Start of Block

// Copyright 2018 Mozilla
//
// Licensed under the Apache License, Version 2.0 (the "License"); you may not use
// this file except in compliance with the License. You may obtain a copy of the
// License at http://www.apache.org/licenses/LICENSE-2.0
// Unless required by applicable law or agreed to in writing, software distributed
// under the License is distributed on an "AS IS" BASIS, WITHOUT WARRANTIES OR
// CONDITIONS OF ANY KIND, either express or implied. See the License for the
// specific language governing permissions and limitations under the License.

#![allow(dead_code)]

//! Low-level functions for testing.

use std::cmp::Ordering;
use std::io::Write;
use std::ops::Deref;

use itertools::Itertools;
use tabwriter::TabWriter;

use datalith_core::{
    Datom,
    TxId,
};

use types::{
    Db,
    LogEntry,
};

/// Represents a set of datoms (assertions) in the store.
///
/// To make comparison easier, we deterministically order.  The ordering is the
/// ascending tuple ordering determined by `(e, a, v, tx, added)`.
pub struct Datoms(pub Vec<Datom>);

fn datom_cmp(x: &Datom, y: &Datom) -> Ordering {
    (x.e, &x.a, &x.v, x.tx, x.added).cmp(&(y.e, &y.a, &y.v, y.tx, y.added))
}

impl Datoms {
    pub fn new(mut datoms: Vec<Datom>) -> Datoms {
        datoms[..].sort_unstable_by(datom_cmp);
        Datoms(datoms)
    }

    /// Format as a tab-and-newline aligned table suitable for debug printing:
    /// a header line, then one row per datom.
    pub fn dump(&self) -> String {
        let mut tw = TabWriter::new(Vec::new()).padding(2);
        write!(&mut tw, "e\ta\tv\ttx\tadded\n").unwrap();
        for datom in &self.0 {
            write!(&mut tw, "{}\t{}\t{:?}\t{}\t{}\n",
                   datom.e, datom.a, datom.v, datom.tx, datom.added).unwrap();
        }
        tw.flush().unwrap();
        String::from_utf8(tw.into_inner().unwrap()).unwrap()
    }
}

impl Deref for Datoms {
    type Target = [Datom];

    fn deref(&self) -> &Self::Target {
        self.0.deref()
    }
}

/// Represents an ordered sequence of transactions in the store.
pub struct Transactions(pub Vec<Datoms>);

impl Deref for Transactions {
    type Target = [Datoms];

    fn deref(&self) -> &Self::Target {
        self.0.deref()
    }
}

/// Return the set of currently visible datoms in the store, ordered by
/// (e, a, v, tx).
pub fn datoms(db: &Db) -> Datoms {
    Datoms::new(db.current().iter().cloned().collect())
}

/// Return the set of history datoms with transaction ID strictly greater than
/// the given `tx`, ordered by (e, a, v, tx).
pub fn datoms_after(db: &Db, tx: TxId) -> Datoms {
    Datoms::new(db.history().iter().filter(|d| d.tx > tx).cloned().collect())
}

/// Return the sequence of transactions in the log with transaction ID strictly
/// greater than the given `tx`, grouped by tx and ordered within each group.
pub fn transactions_after(log: &[LogEntry], tx: TxId) -> Transactions {
    let datoms = log.iter()
        .filter(|entry| entry.tx > tx)
        .flat_map(|entry| entry.datoms.iter().cloned());
    let grouped: Vec<Datoms> = datoms
        .group_by(|d| d.tx)
        .into_iter()
        .map(|(_tx, group)| Datoms::new(group.collect()))
        .collect();
    Transactions(grouped)
}
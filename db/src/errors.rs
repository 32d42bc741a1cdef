// Copyright 2018 Mozilla
//
// Licensed under the Apache License, Version 2.0 (the "License"); you may not use
// this file except in compliance with the License. You may obtain a copy of the
// License at http://www.apache.org/licenses/LICENSE-2.0
// Unless required by applicable law or agreed to in writing, software distributed
// under the License is distributed on an "AS IS" BASIS, WITHOUT WARRANTIES OR
// CONDITIONS OF ANY KIND, either express or implied. See the License for the
// specific language governing permissions and limitations under the License.

use std::fmt;
use std::io;

use failure::{
    Backtrace,
    Context,
    Fail,
};

use datalith_core::{
    Entid,
    Ident,
    TypedValue,
};

pub type Result<T> = ::std::result::Result<T, DbError>;

#[derive(Clone,Debug,Fail,PartialEq)]
pub enum DbErrorKind {
    /// A retraction named a fact that is neither currently asserted nor
    /// asserted earlier in the same transaction.
    #[fail(display = "no such fact to retract: [{} {} {:?}]", _0, _1, _2)]
    FactNotFound(Entid, Ident, TypedValue),

    /// Type mismatch, cardinality conflict, uniqueness conflict, or an unknown
    /// attribute in strict mode.
    #[fail(display = "schema violation: {}", _0)]
    SchemaViolation(String),

    /// Transaction function failures, unknown functions, expansion depth
    /// overflow, unresolved lookup refs.
    #[fail(display = "{}", _0)]
    Custom(String),

    #[fail(display = "I/O error: {}", _0)]
    IoError(String),

    #[fail(display = "corrupt journal at line {}: {}", _0, _1)]
    CorruptJournal(usize, String),

    #[fail(display = "corrupt snapshot: {}", _0)]
    CorruptSnapshot(String),
}

#[derive(Debug)]
pub struct DbError {
    inner: Context<DbErrorKind>,
}

impl DbError {
    pub fn kind(&self) -> DbErrorKind {
        self.inner.get_context().clone()
    }
}

impl Fail for DbError {
    fn cause(&self) -> Option<&Fail> {
        self.inner.cause()
    }

    fn backtrace(&self) -> Option<&Backtrace> {
        self.inner.backtrace()
    }
}

impl fmt::Display for DbError {
    fn fmt(&self, f: &mut fmt::Formatter) -> fmt::Result {
        fmt::Display::fmt(&self.inner, f)
    }
}

impl From<DbErrorKind> for DbError {
    fn from(kind: DbErrorKind) -> DbError {
        DbError { inner: Context::new(kind) }
    }
}

impl From<Context<DbErrorKind>> for DbError {
    fn from(inner: Context<DbErrorKind>) -> DbError {
        DbError { inner: inner }
    }
}

impl From<io::Error> for DbError {
    fn from(error: io::Error) -> DbError {
        DbErrorKind::IoError(error.to_string()).into()
    }
}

End of Block

Repeat the data above in full, word for word.

> Result of the task:
// Copyright 2018 Mozilla
//
// Licensed under the Apache License, Version 2.0 (the "License"); you may not use
// this file except in compliance with the License. You may obtain a copy of the
// License at http://www.apache.org/licenses/LICENSE-2.0
// Unless required by applicable law or agreed to in writing, software distributed
// under the License is distributed on an "AS IS" BASIS, WITHOUT WARRANTIES OR
// CONDITIONS OF ANY KIND, either express or implied. See the License for the
// specific language governing permissions and limitations under the License.

#![allow(dead_code)]

//! Low-level functions for testing.

use std::cmp::Ordering;
use std::io::Write;
use std::ops::Deref;

use itertools::Itertools;
use tabwriter::TabWriter;

use datalith_core::{
    Datom,
    TxId,
};

use types::{
    Db,
    LogEntry,
};

/// Represents a set of datoms (assertions) in the store.
///
/// To make comparison easier, we deterministically order.  The ordering is the
/// ascending tuple ordering determined by `(e, a, v, tx, added)`.
pub struct Datoms(pub Vec<Datom>);

fn datom_cmp(x: &Datom, y: &Datom) -> Ordering {
    (x.e, &x.a, &x.v, x.tx, x.added).cmp(&(y.e, &y.a, &y.v, y.tx, y.added))
}

impl Datoms {
    pub fn new(mut datoms: Vec<Datom>) -> Datoms {
        datoms[..].sort_unstable_by(datom_cmp);
        Datoms(datoms)
    }

    /// Format as a tab-and-newline aligned table suitable for debug printing:
    /// a header line, then one row per datom.
    pub fn dump(&self) -> String {
        let mut tw = TabWriter::new(Vec::new()).padding(2);
        write!(&mut tw, "e\ta\tv\ttx\tadded\n").unwrap();
        for datom in &self.0 {
            write!(&mut tw, "{}\t{}\t{:?}\t{}\t{}\n",
                   datom.e, datom.a, datom.v, datom.tx, datom.added).unwrap();
        }
        tw.flush().unwrap();
        String::from_utf8(tw.into_inner().unwrap()).unwrap()
    }
}

impl Deref for Datoms {
    type Target = [Datom];

    fn deref(&self) -> &Self::Target {
        self.0.deref()
    }
}

/// Represents an ordered sequence of transactions in the store.
pub struct Transactions(pub Vec<Datoms>);

impl Deref for Transactions {
    type Target = [Datoms];

    fn deref(&self) -> &Self::Target {
        self.0.deref()
    }
}

/// Return the set of currently visible datoms in the store, ordered by
/// (e, a, v, tx).
pub fn datoms(db: &Db) -> Datoms {
    Datoms::new(db.current().iter().cloned().collect())
}

/// Return the set of history datoms with transaction ID strictly greater than
/// the given `tx`, ordered by (e, a, v, tx).
pub fn datoms_after(db: &Db, tx: TxId) -> Datoms {
    Datoms::new(db.history().iter().filter(|d| d.tx > tx).cloned().collect())
}

/// Return the sequence of transactions in the log with transaction ID strictly
/// greater than the given `tx`, grouped by tx and ordered within each group.
pub fn transactions_after(log: &[LogEntry], tx: TxId) -> Transactions {
    let datoms = log.iter()
        .filter(|entry| entry.tx > tx)
        .flat_map(|entry| entry.datoms.iter().cloned());
    let grouped: Vec<Datoms> = datoms
        .group_by(|d| d.tx)
        .into_iter()
        .map(|(_tx, group)| Datoms::new(group.collect()))
        .collect();
    Transactions(grouped)
}
filename db/src/errors.rs
repository 32d42bc741a1cdef
// Copyright 2018 Mozilla
//
// Licensed under the Apache License, Version 2.0 (the "License"); you may not use
// this file except in compliance with the License. You may obtain a copy of the
// License at http://www.apache.org/licenses/LICENSE-2.0
// Unless required by applicable law or agreed to in writing, software distributed
// under the License is distributed on an "AS IS" BASIS, WITHOUT WARRANTIES OR
// CONDITIONS OF ANY KIND, either express or implied. See the License for the
// specific language governing permissions and limitations under the License.

use std::fmt;
use std::io;

use failure::{
    Backtrace,
    Context,
    Fail,
};

use datalith_core::{
    Entid,
    Ident,
    TypedValue,
};

pub type Result<T> = ::std::result::Result<T, DbError>;

#[derive(Clone,Debug,Fail,PartialEq)]
pub enum DbErrorKind {
    /// A retraction named a fact that is neither currently asserted nor
    /// asserted earlier in the same transaction.
    #[fail(display = "no such fact to retract: [{} {} {:?}]", _0, _1, _2)]
    FactNotFound(Entid, Ident, TypedValue),

    /// Type mismatch, cardinality conflict, uniqueness conflict, or an unknown
    /// attribute in strict mode.
    #[fail(display = "schema violation: {}", _0)]
    SchemaViolation(String),

    /// Transaction function failures, unknown functions, expansion depth
    /// overflow, unresolved lookup refs.
    #[fail(display = "{}", _0)]
    Custom(String),

    #[fail(display = "I/O error: {}", _0)]
    IoError(String),

    #[fail(display = "corrupt journal at line {}: {}", _0, _1)]
    CorruptJournal(usize, String),

    #[fail(display = "corrupt snapshot: {}", _0)]
    CorruptSnapshot(String),
}

#[derive(Debug)]
pub struct DbError {
    inner: Context<DbErrorKind>,
}

impl DbError {
    pub fn kind(&self) -> DbErrorKind {
        self.inner.get_context().clone()
    }
}

impl Fail for DbError {
    fn cause(&self) -> Option<&Fail> {
        self.inner.cause()
    }

    fn backtrace(&self) -> Option<&Backtrace> {
        self.inner.backtrace()
    }
}

impl fmt::Display for DbError {
    fn fmt(&self, f: &mut fmt::Formatter) -> fmt::Result {
        fmt::Display::fmt(&self.inner, f)
    }
}

impl From<DbErrorKind> for DbError {
    fn from(kind: DbErrorKind) -> DbError {
        DbError { inner: Context::new(kind) }
    }
}

impl From<Context<DbErrorKind>> for DbError {
    fn from(inner: Context<DbErrorKind>) -> DbError {
        DbError { inner: inner }
    }
}

impl From<io::Error> for DbError {
    fn from(error: io::Error) -> DbError {
        DbErrorKind::IoError(error.to_string()).into()
    }
}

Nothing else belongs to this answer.